Los datos muestran que, aunque hay menos ocasiones de compra, los hogares aumentan la cantidad de unidades adquiridas en las mismas misiones que pierden frecuencia. Este comportamiento obliga a las marcas a repensar su presencia en góndola y su rol dentro del carrito.

Para los retailers, el desafío está en facilitar una compra rápida, clara y eficiente, con una experiencia que reduzca fricciones. Para las marcas, implica asegurar visibilidad, diferenciación y una propuesta de valor comprensible en segundos.
Tendencia 2: Formatos pequeños y medianos, el verdadero motor del crecimiento

Uno de los hallazgos más contundentes del análisis es el papel de los formatos pequeños y medianos, que hoy explican el 80 % del crecimiento total del FMCG en Colombia. Lejos de abandonar el consumo, el shopper ajusta el tamaño de compra para mantener su gasto bajo control.

Este fenómeno refleja una realidad clave: la accesibilidad supera al volumen. En un contexto de presupuestos ajustados, los formatos grandes dejan de ser la única palanca de crecimiento. Las estrategias de portafolio deben contemplar presentaciones que permitan al consumidor seguir comprando sin comprometer su economía.

Para las marcas, esto implica repensar su arquitectura de precios, tamaños y empaques. Para los retailers, abre oportunidades para optimizar el surtido y responder a nuevas misiones de compra más frecuentes en formatos de cercanía.
Tendencia 3: Marcas propias, más allá del precio

Las marcas propias continúan ganando terreno en el mercado colombiano, tanto en penetración como en participación en valor. Sin embargo, su crecimiento ya no se explica únicamente por ser más baratas. El shopper confía cada vez más en su calidad, consistencia y propuesta de valor.

Worldpanel by Numerator destaca que las marcas propias se integran con mayor naturalidad en las misiones cotidianas, incluso en categorías donde antes dominaban las marcas comerciales. Esto redefine el escenario competitivo: la competencia ya no es solo entre marcas, sino entre propuestas de valor completas.

Las marcas líderes enfrentan el reto de justificar su diferencial más allá del reconocimiento. Innovación, beneficios funcionales claros y conexión emocional se vuelven indispensables para sostener su relevancia.
Tendencia 4: Premium silencioso, pagar más cuando vale la pena

A pesar de un entorno económico retador, el consumo de productos premium sigue creciendo en varias canastas. Este fenómeno, que Worldpanel define como “premium silencioso”, demuestra que el shopper colombiano no busca necesariamente lo más barato, sino lo que considera que realmente vale la pena.
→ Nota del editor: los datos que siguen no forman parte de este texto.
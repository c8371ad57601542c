use std::io::Write;

use assert_cmd::Command;
use predicates::prelude::*;
use tempfile::NamedTempFile;

fn sql_file(contents: &str) -> NamedTempFile {
    let mut file = NamedTempFile::new().expect("failed to create temp file");
    file.write_all(contents.as_bytes())
        .expect("failed to write temp file");
    file
}

fn compiler() -> Command {
    Command::cargo_bin("rs-sql-ir").expect("binary should build")
}

#[test]
fn test_full_report() {
    let input = sql_file("SELECT name, age FROM users WHERE age > 18;\n");
    compiler()
        .arg(input.path())
        .assert()
        .success()
        .stdout(predicate::str::contains("=== Lexical analysis ==="))
        .stdout(predicate::str::contains(
            "Token: { Type: KEYWORD, Value: 'SELECT', Line: 1, Column: 1 }",
        ))
        .stdout(predicate::str::contains("Syntax analysis completed successfully"))
        .stdout(predicate::str::contains("T3 = age > 18"))
        .stdout(predicate::str::contains("RETURN T4"));
}

#[test]
fn test_emit_ir_only() {
    let input =
        sql_file("SELECT COUNT(id) AS cnt FROM orders GROUP BY status HAVING COUNT(id) > 5;");
    compiler()
        .arg(input.path())
        .args(["--emit", "ir"])
        .assert()
        .success()
        .stdout(predicate::str::starts_with("T0 = PROJECT _"))
        .stdout(predicate::str::contains("T6 = HAVING T4 T5 (COUNT(id) > 5)"))
        .stdout(predicate::str::contains("Token:").not());
}

#[test]
fn test_emit_tokens_only() {
    let input = sql_file("SELECT a FROM t; -- done");
    compiler()
        .arg(input.path())
        .args(["--emit", "tokens"])
        .assert()
        .success()
        .stdout(predicate::str::contains("Type: COMMENT, Value: ' done'"))
        .stdout(predicate::str::contains("RETURN").not());
}

#[test]
fn test_missing_file() {
    compiler()
        .arg("/definitely/not/here.sql")
        .assert()
        .failure()
        .code(1)
        .stderr(predicate::str::contains("error: cannot read '/definitely/not/here.sql'"));
}

#[test]
fn test_lexical_error_exits_nonzero() {
    let input = sql_file("SELECT a FROM t WHERE a = #;");
    compiler()
        .arg(input.path())
        .assert()
        .failure()
        .stdout(predicate::str::contains("Compilation stopped by lexical errors"))
        .stderr(predicate::str::contains(
            "error: lexical error at line 1, column 27: Invalid character",
        ));
}

#[test]
fn test_syntax_error_exits_nonzero() {
    let input = sql_file("SELECT name users;");
    compiler()
        .arg(input.path())
        .assert()
        .failure()
        .stderr(predicate::str::contains("Expected FROM keyword"));
}

#[test]
fn test_semicolon_policy() {
    let input = sql_file("SELECT a FROM t");
    compiler()
        .arg(input.path())
        .assert()
        .failure()
        .stderr(predicate::str::contains("Expected semicolon"));

    compiler()
        .arg(input.path())
        .args(["--semicolon", "optional"])
        .assert()
        .success();
}

#[test]
fn test_schema_checks() {
    let schema = sql_file("users(id INT, name VARCHAR, age INT);");
    let good = sql_file("SELECT name FROM users WHERE age > 21;");
    compiler()
        .arg(good.path())
        .arg("--schema")
        .arg(schema.path())
        .assert()
        .success()
        .stdout(predicate::str::contains("Semantic analysis completed successfully"));

    let bad = sql_file("SELECT email FROM users WHERE age = 'x';");
    compiler()
        .arg(bad.path())
        .arg("--schema")
        .arg(schema.path())
        .assert()
        .failure()
        .stderr(predicate::str::contains("Column not found: email"))
        .stderr(predicate::str::contains("Type mismatch: age is INT"));
}

#[test]
fn test_invalid_schema() {
    let schema = sql_file("users id INT);");
    let input = sql_file("SELECT a FROM t;");
    compiler()
        .arg(input.path())
        .arg("--schema")
        .arg(schema.path())
        .assert()
        .failure()
        .stderr(predicate::str::contains("invalid schema at line 1, column 7"));
}

#[test]
fn test_having_without_group_by_warns() {
    let input = sql_file("SELECT a FROM t HAVING COUNT(a) > 1;");
    compiler()
        .arg(input.path())
        .args(["--emit", "ir"])
        .assert()
        .success()
        .stdout(predicate::str::contains("statement left incomplete"))
        .stdout(predicate::str::contains("RETURN").not());
}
El premium funciona cuando comunica beneficios claros y se alinea con la misión correcta. No se trata de lujo ostentoso, sino de valor percibido: mejor calidad, bienestar, indulgencia o soluciones específicas para momentos relevantes del día.
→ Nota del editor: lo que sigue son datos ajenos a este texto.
pub mod config;
pub mod diagnostics;
pub mod ir;
pub mod lexer;
pub mod parser;
pub mod semantic;
pub mod session;
pub mod stream;
pub mod symbols;
pub mod token;

#[cfg(target_arch = "wasm32")]
pub mod wasm;

pub use config::{CompileOptions, EmitMode, SemicolonPolicy};
pub use diagnostics::{CompileError, Diagnostic};
pub use session::{Compilation, Session};

/// Run the whole pipeline over `input` with an empty catalog.
pub fn compile_sql(input: &str, options: &CompileOptions) -> Compilation {
    Session::new(*options).run(input)
}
Este comportamiento refuerza la idea de que el consumidor colombiano es selectivo, no restrictivo. Está dispuesto a pagar más cuando el beneficio es tangible y coherente con sus prioridades.
Tendencia 5: Del carrito físico al digital, el e-commerce como hábito consolidado

El e-commerce dejó de ser un canal alternativo para convertirse en un hábito de compra. Según el análisis, el 60 % de los colombianos ya compró FMCG por canales digitales, confirmando una adopción masiva que redefine la estrategia omnicanal.

El canal digital no solo amplía la conveniencia, sino que también modifica el ticket de compra. Los datos muestran que el shopper tiende a pagar más por ocasión cuando compra en e-commerce, impulsado por compras planificadas, menor fricción y la posibilidad de comparar y agrupar productos.

Para marcas y retailers, esto implica optimizar la experiencia digital, desde la navegación hasta la logística, y entender que cada canal cumple un rol distinto según la misión de compra.
Tendencia 6: Bienestar e indulgencia, una convivencia natural

Otra de las grandes transformaciones del FMCG es la convivencia entre bienestar e indulgencia. Lejos de ser excluyentes, ambas categorías crecen de manera simultánea. El shopper se cuida, pero no se restringe; busca equilibrio.

Crecen las categorías asociadas a la salud, el autocuidado y la nutrición, al mismo tiempo que se mantienen aquellas ligadas al placer cotidiano. Este comportamiento exige a las marcas comprender los momentos de consumo, más allá de la categoría en sí.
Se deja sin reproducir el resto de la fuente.